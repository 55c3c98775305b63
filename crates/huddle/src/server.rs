//! `HuddleServer` builder and server loop.
//!
//! This is the entry point for running a Huddle chat server. It ties
//! together all the layers: transport → protocol → session → room, and
//! hands out the [`Admission`] service that an HTTP router calls.

use std::future::Future;
use std::sync::Arc;
use std::time::Duration;

use huddle_room::{RoomConfig, RoomRegistry};
use huddle_session::{SessionConfig, TokenService};
use huddle_transport::{DEFAULT_HANDSHAKE_TIMEOUT, Transport, WebSocketTransport};

use crate::handler::handle_connection;
use crate::{Admission, HuddleError};

/// Shared server state passed to each connection handler task.
pub(crate) struct ServerState<T: TokenService> {
    pub(crate) registry: Arc<RoomRegistry>,
    pub(crate) tokens: Arc<T>,
}

/// Builder for configuring and starting a Huddle server.
///
/// # Example
///
/// ```rust,no_run
/// use huddle::prelude::*;
///
/// # async fn run() -> Result<(), HuddleError> {
/// let server = HuddleServerBuilder::new()
///     .bind("0.0.0.0:8080")
///     .build(JwtTokenService::new(b"server-secret"))
///     .await?;
/// server.run().await
/// # }
/// ```
pub struct HuddleServerBuilder {
    bind_addr: String,
    handshake_timeout: Duration,
    room_config: RoomConfig,
    session_config: SessionConfig,
}

impl HuddleServerBuilder {
    /// Creates a new builder with default settings.
    pub fn new() -> Self {
        Self {
            bind_addr: "127.0.0.1:8080".to_string(),
            handshake_timeout: DEFAULT_HANDSHAKE_TIMEOUT,
            room_config: RoomConfig::default(),
            session_config: SessionConfig::default(),
        }
    }

    /// Sets the address to bind the server to.
    pub fn bind(mut self, addr: &str) -> Self {
        self.bind_addr = addr.to_string();
        self
    }

    /// Sets how long a client may take to finish the WebSocket upgrade.
    pub fn handshake_timeout(mut self, limit: Duration) -> Self {
        self.handshake_timeout = limit;
        self
    }

    /// Sets room timings and queue sizes.
    pub fn room_config(mut self, config: RoomConfig) -> Self {
        self.room_config = config;
        self
    }

    /// Sets the session configuration.
    pub fn session_config(mut self, config: SessionConfig) -> Self {
        self.session_config = config;
        self
    }

    /// Binds the listener and starts the room registry.
    ///
    /// `tokens` signs and verifies every token the server deals in;
    /// [`JwtTokenService`](huddle_session::JwtTokenService) is the usual
    /// choice.
    pub async fn build<T: TokenService>(self, tokens: T) -> Result<HuddleServer<T>, HuddleError> {
        let transport = WebSocketTransport::bind(&self.bind_addr)
            .await?
            .with_handshake_timeout(self.handshake_timeout);

        let registry = Arc::new(RoomRegistry::start(self.room_config));
        let tokens = Arc::new(tokens);
        let admission = Admission::new(
            Arc::clone(&registry),
            Arc::clone(&tokens),
            self.session_config,
        );

        Ok(HuddleServer {
            transport,
            state: Arc::new(ServerState { registry, tokens }),
            admission,
        })
    }
}

impl Default for HuddleServerBuilder {
    fn default() -> Self {
        Self::new()
    }
}

/// A bound Huddle server.
///
/// Grab [`admission()`](Self::admission) for the router, then call
/// [`run()`](Self::run) to start accepting WebSocket connections.
pub struct HuddleServer<T: TokenService> {
    transport: WebSocketTransport,
    state: Arc<ServerState<T>>,
    admission: Admission<T>,
}

impl<T: TokenService> HuddleServer<T> {
    /// Returns the local address the server is bound to.
    pub fn local_addr(&self) -> std::io::Result<std::net::SocketAddr> {
        self.transport.local_addr()
    }

    /// The admission service backed by this server's registry.
    pub fn admission(&self) -> &Admission<T> {
        &self.admission
    }

    pub fn registry(&self) -> &Arc<RoomRegistry> {
        &self.state.registry
    }

    /// Runs the accept loop until the process is terminated.
    pub async fn run(self) -> Result<(), HuddleError> {
        self.run_until(std::future::pending()).await
    }

    /// Runs the accept loop until `signal` completes, then closes every
    /// room.
    ///
    /// Each accepted connection gets its own handler task, which checks the
    /// upgrade token and attaches the connection to its room.
    pub async fn run_until(
        mut self,
        signal: impl Future<Output = ()> + Send,
    ) -> Result<(), HuddleError> {
        tracing::info!("Huddle server running");
        tokio::pin!(signal);

        loop {
            tokio::select! {
                () = &mut signal => break,
                accepted = self.transport.accept() => match accepted {
                    Ok(conn) => {
                        let state = Arc::clone(&self.state);
                        tokio::spawn(async move {
                            if let Err(e) = handle_connection(conn, state).await {
                                tracing::debug!(
                                    error = %e,
                                    "connection ended with error"
                                );
                            }
                        });
                    }
                    Err(e) => {
                        tracing::error!(error = %e, "accept failed");
                    }
                },
            }
        }

        tracing::info!("Huddle server shutting down");
        self.transport.shutdown().await?;
        self.state.registry.shutdown().await;
        Ok(())
    }
}
//! Codec trait and implementations for serializing/deserializing messages.
//!
//! Chat events travel as WebSocket *text* frames, so a codec here turns a
//! Rust value into a `String` rather than raw bytes. The room engine encodes
//! an event once and hands the same string to every recipient.

use serde::{Serialize, de::DeserializeOwned};

use crate::ProtocolError;

/// A codec that can encode Rust types to text and decode text back.
///
/// `Send + Sync + 'static` lets a codec live inside long-lived tasks that
/// Tokio may move between worker threads.
pub trait Codec: Send + Sync + 'static {
    /// Serializes a value into a text payload.
    ///
    /// # Errors
    /// Returns `ProtocolError::Encode` if serialization fails.
    fn encode<T: Serialize>(&self, value: &T) -> Result<String, ProtocolError>;

    /// Deserializes a text payload back into a value.
    ///
    /// # Errors
    /// Returns `ProtocolError::Decode` if the text is malformed or doesn't
    /// match the expected type.
    fn decode<T: DeserializeOwned>(&self, text: &str) -> Result<T, ProtocolError>;
}

// ---------------------------------------------------------------------------
// JsonCodec
// ---------------------------------------------------------------------------

/// A [`Codec`] that uses JSON (via `serde_json`).
///
/// ## Example
///
/// ```rust
/// use huddle_protocol::{Codec, Event, JsonCodec, ParticipantId};
///
/// let codec = JsonCodec;
/// let text = codec.encode(&Event::Leave { id: ParticipantId(3) }).unwrap();
/// assert_eq!(text, r#"{"type":"leave","data":{"id":3}}"#);
///
/// let decoded: Event = codec.decode(&text).unwrap();
/// assert_eq!(decoded, Event::Leave { id: ParticipantId(3) });
/// ```
#[cfg(feature = "json")]
#[derive(Debug, Clone, Copy, Default)]
pub struct JsonCodec;

#[cfg(feature = "json")]
impl Codec for JsonCodec {
    fn encode<T: Serialize>(&self, value: &T) -> Result<String, ProtocolError> {
        serde_json::to_string(value).map_err(ProtocolError::Encode)
    }

    fn decode<T: DeserializeOwned>(&self, text: &str) -> Result<T, ProtocolError> {
        serde_json::from_str(text).map_err(ProtocolError::Decode)
    }
}
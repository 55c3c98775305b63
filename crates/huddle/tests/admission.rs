//! Integration tests for the admission service.
//!
//! No sockets here: admission is called directly, the way an HTTP router
//! would call it.

use std::sync::Arc;
use std::sync::atomic::{AtomicBool, Ordering};
use std::time::Duration;

use huddle::prelude::*;
use huddle_session::{Claims, InviteClaims, SessionError, unix_now};

// =========================================================================
// Token services
// =========================================================================

const SECRET: &[u8] = b"admission-test-secret";

/// Signs nothing.
struct BrokenSigner;

impl TokenService for BrokenSigner {
    fn issue(&self, _claims: &Claims) -> Result<String, SessionError> {
        Err(SessionError::Issue("signer offline".into()))
    }

    fn verify(&self, token: &str) -> Result<Claims, SessionError> {
        JwtTokenService::new(SECRET).verify(token)
    }
}

/// Works normally until told to refuse member tokens.
struct FlakySigner {
    inner: JwtTokenService,
    refuse_members: AtomicBool,
}

impl TokenService for FlakySigner {
    fn issue(&self, claims: &Claims) -> Result<String, SessionError> {
        if let Claims::Participant(c) = claims {
            if c.role == Role::Member && self.refuse_members.load(Ordering::SeqCst) {
                return Err(SessionError::Issue("signer offline".into()));
            }
        }
        self.inner.issue(claims)
    }

    fn verify(&self, token: &str) -> Result<Claims, SessionError> {
        self.inner.verify(token)
    }
}

// =========================================================================
// Helpers
// =========================================================================

fn admission_with<T: TokenService>(tokens: T) -> Admission<T> {
    let registry = Arc::new(RoomRegistry::start(RoomConfig::default()));
    Admission::new(registry, Arc::new(tokens), SessionConfig::default())
}

fn admission() -> Admission<JwtTokenService> {
    admission_with(JwtTokenService::new(SECRET))
}

fn session(name: &str) -> SessionId {
    SessionId::new(format!("s-{name}"))
}

struct Created {
    room_id: RoomId,
    token: String,
    invite: String,
}

async fn create<T: TokenService>(admission: &Admission<T>, capacity: u8) -> Created {
    let created = admission
        .create_room(
            &session("alice"),
            CreateRoomRequest {
                username: "alice".into(),
                max_participants: capacity,
            },
        )
        .await
        .expect("create");
    let invite = admission
        .get_room(&created.room_id, &created.token)
        .await
        .expect("details")
        .invite_token
        .expect("admin sees the invite");
    Created {
        room_id: created.room_id,
        token: created.token,
        invite,
    }
}

async fn join<T: TokenService>(
    admission: &Admission<T>,
    invite: &str,
    name: &str,
) -> Result<JoinRoomResponse, AdmissionError> {
    admission
        .join_room(
            &session(name),
            invite,
            JoinRoomRequest {
                username: name.into(),
            },
        )
        .await
}

fn target(id: u32) -> ParticipantRequest {
    ParticipantRequest {
        user_id: ParticipantId(id),
    }
}

// =========================================================================
// Create
// =========================================================================

#[tokio::test]
async fn test_create_room_issues_admin_token() {
    let admission = admission();
    let created = admission
        .create_room(
            &session("alice"),
            CreateRoomRequest {
                username: "alice".into(),
                max_participants: 4,
            },
        )
        .await
        .expect("create");

    let claims = admission
        .tokens()
        .verify_participant(&created.token)
        .expect("admin token verifies");
    assert_eq!(claims.participant_id, ParticipantId::ADMIN);
    assert_eq!(claims.role, Role::Admin);
    assert_eq!(claims.username, "alice");
    assert_eq!(claims.room_id, created.room_id);

    let room = admission
        .registry()
        .get_room(&created.room_id)
        .await
        .expect("room registered");
    assert_eq!(room.capacity(), 4);
    assert_eq!(room.participant_count().await, 1);
}

#[tokio::test]
async fn test_create_room_reports_every_bad_field() {
    let admission = admission();
    let err = admission
        .create_room(
            &session("alice"),
            CreateRoomRequest {
                username: "a b".into(),
                max_participants: 9,
            },
        )
        .await
        .unwrap_err();

    assert_eq!(err.status, 400);
    assert_eq!(
        err.field_errors.get("username").map(String::as_str),
        Some("Username cannot contain spaces.")
    );
    assert_eq!(
        err.field_errors.get("maxParticipants").map(String::as_str),
        Some("Max participants must be between 2 and 5.")
    );
    assert_eq!(admission.registry().room_count().await, 0);

    let body = serde_json::to_value(&err).unwrap();
    assert!(body.get("errorMessage").is_none());
    assert!(body["fieldErrors"]["username"].is_string());
}

#[tokio::test]
async fn test_create_room_requires_session() {
    let admission = admission();
    let err = admission
        .create_room(
            &SessionId::new(""),
            CreateRoomRequest {
                username: "alice".into(),
                max_participants: 2,
            },
        )
        .await
        .unwrap_err();

    assert_eq!(err.status, 401);
    assert_eq!(
        serde_json::to_value(&err).unwrap(),
        serde_json::json!({"errorMessage": "Session ID missing."})
    );
}

#[tokio::test]
async fn test_failed_admin_token_discards_room() {
    let admission = admission_with(BrokenSigner);
    let err = admission
        .create_room(
            &session("alice"),
            CreateRoomRequest {
                username: "alice".into(),
                max_participants: 2,
            },
        )
        .await
        .unwrap_err();

    assert_eq!(err.status, 500);
    assert!(err.message.contains("signer offline"));
    assert_eq!(admission.registry().room_count().await, 0);
}

// =========================================================================
// Join
// =========================================================================

#[tokio::test]
async fn test_join_through_invite() {
    let admission = admission();
    let room = create(&admission, 3).await;

    let joined = join(&admission, &room.invite, "bob").await.expect("join");
    assert_eq!(joined.room_id, room.room_id);

    let claims = admission
        .tokens()
        .verify_participant(&joined.token)
        .expect("member token verifies");
    assert_eq!(claims.participant_id, ParticipantId(2));
    assert_eq!(claims.role, Role::Member);
    assert_eq!(claims.username, "bob");

    let details = admission
        .get_room(&room.room_id, &joined.token)
        .await
        .expect("member can inspect");
    assert_eq!(details.user_role, Role::Member);
    assert_eq!(details.invite_token, None);
    let names: Vec<_> = details.participants.iter().map(|p| p.username.as_str()).collect();
    assert_eq!(names, ["alice", "bob"]);
}

#[tokio::test]
async fn test_join_rejects_bad_invites() {
    let admission = admission();
    let room = create(&admission, 3).await;

    let err = join(&admission, "garbage", "bob").await.unwrap_err();
    assert_eq!(err.status, 401);

    // A participant token is not an invite.
    let err = join(&admission, &room.token, "bob").await.unwrap_err();
    assert_eq!(err.status, 401);

    let stale = admission
        .tokens()
        .issue(&Claims::from(InviteClaims {
            room_id: room.room_id.clone(),
            secret: "not-the-secret".into(),
            exp: unix_now() + 60,
        }))
        .unwrap();
    let err = join(&admission, &stale, "bob").await.unwrap_err();
    assert_eq!(err.status, 403);
    assert!(err.field_errors.contains_key("roomSecretKey"));

    let elsewhere = admission
        .tokens()
        .issue(&Claims::from(InviteClaims {
            room_id: RoomId::new("000000000000"),
            secret: "whatever".into(),
            exp: unix_now() + 60,
        }))
        .unwrap();
    let err = join(&admission, &elsewhere, "bob").await.unwrap_err();
    assert_eq!(err.status, 404);
}

#[tokio::test]
async fn test_join_refusals() {
    let admission = admission();
    let room = create(&admission, 3).await;
    join(&admission, &room.invite, "bob").await.expect("join");

    let err = join(&admission, &room.invite, "bob").await.unwrap_err();
    assert_eq!(err.status, 400);
    assert!(err.field_errors.contains_key("roomId"), "same session rejoining");

    let err = admission
        .join_room(
            &session("carol"),
            &room.invite,
            JoinRoomRequest {
                username: "bob".into(),
            },
        )
        .await
        .unwrap_err();
    assert_eq!(err.status, 400);
    assert_eq!(
        err.field_errors.get("username").map(String::as_str),
        Some("This username is taken.")
    );

    let err = join(&admission, &room.invite, "x").await.unwrap_err();
    assert_eq!(err.status, 400);
    assert!(err.field_errors.contains_key("username"));

    join(&admission, &room.invite, "carol").await.expect("last seat");
    let err = join(&admission, &room.invite, "dave").await.unwrap_err();
    assert_eq!(err.status, 409);
}

#[tokio::test]
async fn test_failed_member_token_revokes_member() {
    let admission = admission_with(FlakySigner {
        inner: JwtTokenService::new(SECRET),
        refuse_members: AtomicBool::new(false),
    });
    let room = create(&admission, 3).await;

    admission.tokens().refuse_members.store(true, Ordering::SeqCst);
    let err = join(&admission, &room.invite, "bob").await.unwrap_err();
    assert_eq!(err.status, 500);

    let live = admission.registry().get_room(&room.room_id).await.unwrap();
    assert_eq!(live.participant_count().await, 1);

    // Nothing stuck: the same session can try again.
    admission.tokens().refuse_members.store(false, Ordering::SeqCst);
    let joined = join(&admission, &room.invite, "bob").await.expect("retry");
    let claims = admission.tokens().verify_participant(&joined.token).unwrap();
    assert_eq!(claims.participant_id, ParticipantId(3), "ids are never reused");
}

// =========================================================================
// Moderation
// =========================================================================

#[tokio::test]
async fn test_kick_allows_rejoin_but_ban_does_not() {
    let admission = admission();
    let room = create(&admission, 3).await;
    join(&admission, &room.invite, "bob").await.expect("join");
    join(&admission, &room.invite, "carol").await.expect("join");

    admission
        .kick(&room.room_id, &room.token, target(2))
        .await
        .expect("kick");
    join(&admission, &room.invite, "bob").await.expect("kicked may rejoin");

    admission
        .ban(&room.room_id, &room.token, target(3))
        .await
        .expect("ban");
    let err = join(&admission, &room.invite, "carol").await.unwrap_err();
    assert_eq!(err.status, 403);
}

#[tokio::test]
async fn test_moderation_requires_admin() {
    let admission = admission();
    let room = create(&admission, 3).await;
    let bob = join(&admission, &room.invite, "bob").await.expect("join");

    let err = admission
        .kick(&room.room_id, &bob.token, target(1))
        .await
        .unwrap_err();
    assert_eq!(err.status, 403);
    assert_eq!(
        err.message,
        "You are not an admin and can't kick anyone from this room."
    );

    let err = admission.close_room(&room.room_id, &bob.token).await.unwrap_err();
    assert_eq!(err.status, 403);

    let err = admission
        .ban(&room.room_id, "garbage", target(2))
        .await
        .unwrap_err();
    assert_eq!(err.status, 401);
}

#[tokio::test]
async fn test_moderation_target_checks() {
    let admission = admission();
    let room = create(&admission, 3).await;

    let err = admission
        .kick(&room.room_id, &room.token, target(0))
        .await
        .unwrap_err();
    assert_eq!(err.status, 400);

    let err = admission
        .ban(&room.room_id, &room.token, target(1))
        .await
        .unwrap_err();
    assert_eq!(err.status, 400);
    assert_eq!(err.message, "You can not ban yourself.");

    let err = admission
        .kick(&room.room_id, &room.token, target(7))
        .await
        .unwrap_err();
    assert_eq!(err.status, 404);
}

#[tokio::test]
async fn test_token_for_another_room_is_forbidden() {
    let admission = admission();
    let first = create(&admission, 2).await;
    let second = admission
        .create_room(
            &session("zoe"),
            CreateRoomRequest {
                username: "zoe".into(),
                max_participants: 2,
            },
        )
        .await
        .expect("create");

    let err = admission
        .get_room(&second.room_id, &first.token)
        .await
        .unwrap_err();
    assert_eq!(err.status, 403);

    let err = admission
        .get_room(&RoomId::new("has space"), &first.token)
        .await
        .unwrap_err();
    assert_eq!(err.status, 400);
}

#[tokio::test]
async fn test_close_room_retires_it() {
    let admission = admission();
    let room = create(&admission, 2).await;

    admission
        .close_room(&room.room_id, &room.token)
        .await
        .expect("close");

    tokio::time::timeout(Duration::from_secs(5), async {
        while admission.registry().get_room(&room.room_id).await.is_some() {
            tokio::time::sleep(Duration::from_millis(5)).await;
        }
    })
    .await
    .expect("closed room should leave the registry");

    let err = admission.get_room(&room.room_id, &room.token).await.unwrap_err();
    assert_eq!(err.status, 404);
    let err = join(&admission, &room.invite, "bob").await.unwrap_err();
    assert_eq!(err.status, 404);
}

#[tokio::test]
async fn test_invite_expires_with_room() {
    let admission = admission();
    let room = create(&admission, 2).await;
    let live = admission.registry().get_room(&room.room_id).await.unwrap();

    let invite = admission.tokens().verify_invite(&room.invite).unwrap();
    assert_eq!(invite.exp, live.expires_at());
    assert!(live.secret_matches(&invite.secret));
}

[Action item] Return each line of the preceding material in which "AtomicBool" can be found.

[Answer to the problem]
use std::sync::atomic::{AtomicBool, Ordering};
    refuse_members: AtomicBool,
        refuse_members: AtomicBool::new(false),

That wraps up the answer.